6Stones, Snakes, and Saints: Remembering the Vanished Sacred Geographies of Delhi chapter abstract
This chapter draws on eighteenth and nineteenth century accounts of prominent Sufi shrines in Delhi to show how these shrines were integrally connected to the ecology of the city. The author follows these accounts with his own visits to these sites in the contemporary city, where they have been completely disconnected from the ecological. Through oral histories, this chapter shows how this disconnect can be attributed to colonial policy, post-colonial growth, and pollution, all of which have radically changed the ontology of the sacred in the city from one of immanence, embedded in the local landscape, to one of immaterial transcendence. Only at a few sites like Firoz Shah Kotla, protected from development by archaeological policy, is an older memory and modality of the sacred still possible. The remembrance of older relations to the ecology includes the sanctification of the animals encountered in this space.
7The Shifting Enchantments of Ruins and Laws in Delhi chapter abstract
This chapter draws upon files from the post-colonial ASI, newspaper reports, and conversations with conservationists active in contemporary Delhi. It outlines a genealogy of conservation practice in Delhi and its changing relation to the life of the city, from the early twentieth century to the present. In the early twentieth century, for both British conservationists and Indo-Muslim antiquarians, these ruins were enchanted spaces, imaginative gateways to an otherwise irrecoverable Mughal past. The identification of Delhi's ruin-scape with Muslim sovereignty led to violent attacks on these sites during Partition violence, and this violence fundamentally changed the city's relation to its Muslim past. In the post-colonial era, Muslim monuments became spaces of darkness and death where no signs of (religious) life were permitted.

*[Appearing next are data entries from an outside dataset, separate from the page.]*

//! Sparse-preserving file writer.
//!
//! Disk images are mostly holes. Writing decompressed zeros back would
//! allocate every block, so all-zero runs are skipped with a seek and the
//! final length is fixed with `set_len`.

use std::fs::File;
use std::io::{self, Seek, SeekFrom, Write};

use crate::disk::constants::copy::HOLE_GRANULARITY;

pub struct SparseWriter {
    file: File,
    position: u64,
    /// Bytes skipped as holes, for logging.
    hole_bytes: u64,
}

impl SparseWriter {
    pub fn new(file: File) -> Self {
        Self {
            file,
            position: 0,
            hole_bytes: 0,
        }
    }

    /// Logical size written so far, holes included.
    pub fn position(&self) -> u64 {
        self.position
    }

    pub fn hole_bytes(&self) -> u64 {
        self.hole_bytes
    }

    /// Write `data` at the current position, punching holes for zero runs.
    pub fn write_block(&mut self, data: &[u8]) -> io::Result<()> {
        let mut pending_hole = 0u64;
        for chunk in data.chunks(HOLE_GRANULARITY) {
            if chunk.iter().all(|&b| b == 0) {
                pending_hole += chunk.len() as u64;
                continue;
            }
            if pending_hole > 0 {
                self.skip(pending_hole)?;
                pending_hole = 0;
            }
            self.file.write_all(chunk)?;
            self.position += chunk.len() as u64;
        }
        if pending_hole > 0 {
            self.skip(pending_hole)?;
        }
        Ok(())
    }

    /// Extend the file over any trailing hole and return it.
    pub fn finish(self) -> io::Result<File> {
        self.file.set_len(self.position)?;
        self.file.sync_all()?;
        Ok(self.file)
    }

    fn skip(&mut self, len: u64) -> io::Result<()> {
        self.file.seek(SeekFrom::Current(len as i64))?;
        self.position += len;
        self.hole_bytes += len;
        Ok(())
    }
}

Conclusion: Remnants of Despair; Traces of Hope chapter abstract
The author traces his autobiographical exploration of and investment in the ruin-scape of Delhi, and his concern that the forms of life indexed by these ruins seem impossible to recover for the majority of the contemporary city. This chapter looks at recent examples of jinn veneration from Lahore, an analysis of a recent Bombay film, and new conservation paradigms taking root in Delhi to think about how the rituals, ethics, and human and animal relations at Firoz Shah Kotla connect to wider trends in South Asia. The new conservation paradigms in Delhi wish to reconnect ruins to the human life of the city, and also to the city's ecology. While this new paradigm of preservation is secular, it shares remarkable similarities with the religious outlook of people at Firoz Shah Kotla.